Entries taken from a collection:

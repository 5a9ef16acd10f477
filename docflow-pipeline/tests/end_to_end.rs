//! ABOUTME: End-to-end orchestrator runs against scripted collaborators, one test per §8
//! ABOUTME: end-to-end scenario (happy path, validation retry/exhaustion, degraded stages, failures)

use async_trait::async_trait;
use docflow_converter::{ConvertByUrlResponse, ConvertToZipResponse, DocumentConverter};
use docflow_core::document::DocumentKind;
use docflow_core::{ConverterOptions, JobStage, PipelineError, PromptTemplateRegistry};
use docflow_embeddings::LocalHashEmbeddingProvider;
use docflow_llm::LlmProvider;
use docflow_objectstore::InMemoryObjectStore;
use docflow_pipeline::store::{InMemoryDocumentStore, InMemoryQuestionStore};
use docflow_pipeline::{run_job, Collaborators};
use docflow_registry::{InMemoryJobStore, JobRegistry};
use std::io::Write;
use std::path::{Path, PathBuf};
use std::sync::atomic::{AtomicUsize, Ordering};
use std::sync::Arc;
use std::time::Duration;
use tempfile::TempDir;

/// Writes a minimal conversion bundle: one Markdown entry containing a
/// couple of numbered questions, enough for `extract_questions` to find
/// something and for the validator to have text to score.
fn make_zip_with_questions(dir: &TempDir, name: &str) -> PathBuf {
    let zip_path = dir.path().join(name);
    let file = std::fs::File::create(&zip_path).unwrap();
    let mut writer = zip::ZipWriter::new(file);
    writer
        .start_file::<_, ()>("document.md", zip::write::FileOptions::default())
        .unwrap();
    writer
        .write_all(b"# Quiz\n\n1) What is 2+2?\n\n2) Name the capital of France.")
        .unwrap();
    writer.finish().unwrap();
    zip_path
}

/// Converter fake that always hands back the same ZIP, or fails on every
/// call when `fail` is set — used for the unknown-kind and circuit-open
/// scenarios, which never reach the converter or never get past it.
struct ScriptedConverter {
    zip_path: PathBuf,
    convert_calls: AtomicUsize,
}

impl ScriptedConverter {
    fn new(zip_path: PathBuf) -> Self {
        Self {
            zip_path,
            convert_calls: AtomicUsize::new(0),
        }
    }

    fn convert_calls(&self) -> usize {
        self.convert_calls.load(Ordering::SeqCst)
    }
}

#[async_trait]
impl DocumentConverter for ScriptedConverter {
    async fn convert_by_url(
        &self,
        _url: &str,
        _kind: DocumentKind,
        _options: &ConverterOptions,
    ) -> Result<ConvertByUrlResponse, PipelineError> {
        unimplemented!("these scenarios only exercise file-to-zip mode")
    }

    async fn convert_file_to_zip(
        &self,
        _local_path: &Path,
        _kind: DocumentKind,
        _job_id: &str,
        _options: &ConverterOptions,
    ) -> Result<ConvertToZipResponse, PipelineError> {
        self.convert_calls.fetch_add(1, Ordering::SeqCst);
        Ok(ConvertToZipResponse {
            zip_path: self.zip_path.clone(),
            elapsed: Duration::from_millis(1),
        })
    }

    async fn download_to_temp(&self, _url: &str, filename: &str) -> Result<PathBuf, PipelineError> {
        Ok(self.zip_path.parent().unwrap().join(filename))
    }

    async fn cleanup_temp_file(&self, _path: &Path) {}
}

/// Converter fake whose `convert_file_to_zip` always fails with a given
/// error, for scenario 6 (circuit already open ahead of this submission).
struct AlwaysFailingConverter {
    error: fn() -> PipelineError,
}

#[async_trait]
impl DocumentConverter for AlwaysFailingConverter {
    async fn convert_by_url(
        &self,
        _url: &str,
        _kind: DocumentKind,
        _options: &ConverterOptions,
    ) -> Result<ConvertByUrlResponse, PipelineError> {
        unimplemented!()
    }

    async fn convert_file_to_zip(
        &self,
        _local_path: &Path,
        _kind: DocumentKind,
        _job_id: &str,
        _options: &ConverterOptions,
    ) -> Result<ConvertToZipResponse, PipelineError> {
        Err((self.error)())
    }

    async fn download_to_temp(&self, _url: &str, filename: &str) -> Result<PathBuf, PipelineError> {
        Ok(PathBuf::from(format!("/tmp/{filename}")))
    }

    async fn cleanup_temp_file(&self, _path: &Path) {}
}

const FIXED_EXTRACTION_RESPONSE: &str = r#"[
    {"question_number": 1, "question_text": "What is 2+2?", "question_type": "open_ended", "options": {}},
    {"question_number": 2, "question_text": "Name the capital of France.", "question_type": "open_ended", "options": {}}
]"#;

/// Dispatches on a substring of the three fixed prompt templates so one
/// fake covers validation scoring, question extraction, and classification.
/// Validation scores are pulled off a fixed script, one score per call,
/// repeating the last entry past the end of the script.
struct ScriptedLlm {
    validation_scores: Vec<(u8, bool)>,
    validation_calls: AtomicUsize,
    fail_classification: bool,
}

impl ScriptedLlm {
    fn always_passes() -> Self {
        Self {
            validation_scores: vec![(95, true)],
            validation_calls: AtomicUsize::new(0),
            fail_classification: false,
        }
    }

    fn retry_then_pass() -> Self {
        Self {
            validation_scores: vec![(40, false), (85, true)],
            validation_calls: AtomicUsize::new(0),
            fail_classification: false,
        }
    }

    fn always_fails_at(score: u8) -> Self {
        Self {
            validation_scores: vec![(score, false)],
            validation_calls: AtomicUsize::new(0),
            fail_classification: false,
        }
    }

    fn passes_but_classification_fails() -> Self {
        Self {
            validation_scores: vec![(95, true)],
            validation_calls: AtomicUsize::new(0),
            fail_classification: true,
        }
    }
}

#[async_trait]
impl LlmProvider for ScriptedLlm {
    async fn invoke(&self, prompt: &str) -> Result<String, PipelineError> {
        if prompt.contains("grading the quality") {
            let call = self.validation_calls.fetch_add(1, Ordering::SeqCst);
            let index = call.min(self.validation_scores.len() - 1);
            let (score, passed) = self.validation_scores[index];
            return Ok(format!(
                r#"{{"score": {score}, "passed": {passed}, "issues": [], "recommendation": "none"}}"#
            ));
        }

        if prompt.contains("Extract every question") {
            return Ok(FIXED_EXTRACTION_RESPONSE.to_string());
        }

        if prompt.contains("Classify each question") {
            if self.fail_classification {
                return Err(PipelineError::Transient {
                    service: "llm".to_string(),
                    message: "classification endpoint unreachable".to_string(),
                });
            }
            // Every question in the prompt appears as "id=<uuid> ...";
            // classify each one found, so the fake never needs real ids
            // wired in from outside.
            let entries: Vec<String> = prompt
                .lines()
                .filter_map(|line| line.strip_prefix("id="))
                .map(|rest| rest.split_whitespace().next().unwrap_or_default())
                .map(|id| {
                    format!(
                        r#"{{"question_id": "{id}", "topic": "math", "difficulty": "easy", "cognitive_level": "knowledge"}}"#
                    )
                })
                .collect();
            return Ok(format!("[{}]", entries.join(",")));
        }

        Ok("[]".to_string())
    }

    fn provider_name(&self) -> &str {
        "scripted"
    }
}

async fn run_scenario(
    converter: Arc<dyn DocumentConverter>,
    llm: Arc<dyn LlmProvider>,
    source_ref: &str,
) -> (docflow_core::Job, Arc<InMemoryQuestionStore>) {
    let registry = Arc::new(JobRegistry::new(Arc::new(InMemoryJobStore::new())));
    let question_store = Arc::new(InMemoryQuestionStore::new());
    let job = registry.create("user-1", source_ref).await.unwrap();

    let collaborators = Collaborators {
        converter,
        object_store: Arc::new(InMemoryObjectStore::new(
            Duration::from_secs(3600),
            "https://app.example.com",
        )),
        llm,
        embedder: Arc::new(LocalHashEmbeddingProvider::new("test-model", 8)),
        document_store: Arc::new(InMemoryDocumentStore::new()),
        question_store: question_store.clone(),
        registry: registry.clone(),
        templates: Arc::new(PromptTemplateRegistry::with_defaults()),
        max_validation_attempts: 3,
    };

    run_job(job.id, "user-1", source_ref, Some("quiz.pdf".to_string()), &collaborators).await;

    let finished = registry.get(job.id).await.unwrap();
    (finished, question_store)
}

#[tokio::test]
async fn scenario_1_happy_path_classifies_and_embeds_every_question() {
    let dir = tempfile::tempdir().unwrap();
    let zip_path = make_zip_with_questions(&dir, "output.zip");
    let converter = Arc::new(ScriptedConverter::new(zip_path));
    let llm = Arc::new(ScriptedLlm::always_passes());

    let (job, question_store) = run_scenario(converter, llm, "https://host/quiz.pdf").await;

    assert_eq!(job.stage, JobStage::Completed);
    assert!(job.document_id.is_some());
    assert_eq!(job.question_count, 2);

    let questions = question_store.all();
    assert_eq!(questions.len(), 2);
    assert!(questions.iter().all(|q| q.is_classified));
    assert!(questions.iter().all(|q| q.is_embedded));
    assert!(questions.iter().all(|q| q.embedding.as_ref().unwrap().len() == 8));
}

#[tokio::test]
async fn scenario_2_validation_retries_once_then_succeeds() {
    let dir = tempfile::tempdir().unwrap();
    let zip_path = make_zip_with_questions(&dir, "output.zip");
    let converter = Arc::new(ScriptedConverter::new(zip_path));
    let llm = Arc::new(ScriptedLlm::retry_then_pass());

    let (job, _question_store) = run_scenario(converter.clone(), llm, "https://host/quiz.pdf").await;

    assert_eq!(job.stage, JobStage::Completed);
    // One ingestion call per loop iteration: first attempt, then the retry.
    assert_eq!(converter.convert_calls(), 2);
}

#[tokio::test]
async fn scenario_3_validation_exhaustion_still_completes_with_metadata() {
    let dir = tempfile::tempdir().unwrap();
    let zip_path = make_zip_with_questions(&dir, "output.zip");
    let converter = Arc::new(ScriptedConverter::new(zip_path));
    let llm = Arc::new(ScriptedLlm::always_fails_at(30));

    let (job, _question_store) = run_scenario(converter.clone(), llm, "https://host/quiz.pdf").await;

    assert_eq!(job.stage, JobStage::Completed);
    assert_eq!(converter.convert_calls(), 3);
    assert_eq!(job.metadata.get("max_attempts_reached"), Some(&serde_json::json!(true)));
    assert_eq!(job.metadata.get("validation_score"), Some(&serde_json::json!(30)));
}

#[tokio::test]
async fn scenario_4_classification_degrades_but_document_persists() {
    let dir = tempfile::tempdir().unwrap();
    let zip_path = make_zip_with_questions(&dir, "output.zip");
    let converter = Arc::new(ScriptedConverter::new(zip_path));
    let llm = Arc::new(ScriptedLlm::passes_but_classification_fails());

    let (job, question_store) = run_scenario(converter, llm, "https://host/quiz.pdf").await;

    assert_eq!(job.stage, JobStage::Completed);
    assert_eq!(job.question_count, 2);
    assert!(job.metadata.get("classification_error").is_some());

    let questions = question_store.all();
    assert_eq!(questions.len(), 2);
    assert!(questions.iter().all(|q| !q.is_classified));
}

#[tokio::test]
async fn scenario_5_unknown_kind_fails_with_no_content_extracted() {
    let dir = tempfile::tempdir().unwrap();
    // Never actually read: ingestion short-circuits on Unknown before
    // touching the converter.
    let zip_path = dir.path().join("unused.zip");
    let converter = Arc::new(ScriptedConverter::new(zip_path));
    let llm = Arc::new(ScriptedLlm::always_passes());

    let (job, _question_store) = run_scenario(converter.clone(), llm, "https://host/file.unknown").await;

    assert_eq!(job.stage, JobStage::Failed);
    assert!(job.error_message.as_deref().unwrap().contains("No content extracted"));
    assert_eq!(converter.convert_calls(), 0);
}

#[tokio::test]
async fn scenario_6_circuit_open_fails_with_retry_after_hint() {
    let converter: Arc<dyn DocumentConverter> = Arc::new(AlwaysFailingConverter {
        error: || PipelineError::CircuitOpen {
            service: "converter".to_string(),
            retry_after: Duration::from_secs(30),
        },
    });
    let llm = Arc::new(ScriptedLlm::always_passes());

    let (job, _question_store) = run_scenario(converter, llm, "https://host/quiz.pdf").await;

    assert_eq!(job.stage, JobStage::Failed);
    let message = job.error_message.unwrap();
    assert!(message.contains("No content extracted"));
    assert!(message.contains("circuit open"));
    assert!(message.contains("retry after"));
}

Task goal —
Gather up, from the records above, each line where the word "join" appears.

Result —
    let zip_path = dir.path().join(name);
        Ok(self.zip_path.parent().unwrap().join(filename))
            return Ok(format!("[{}]", entries.join(",")));
    let zip_path = dir.path().join("unused.zip");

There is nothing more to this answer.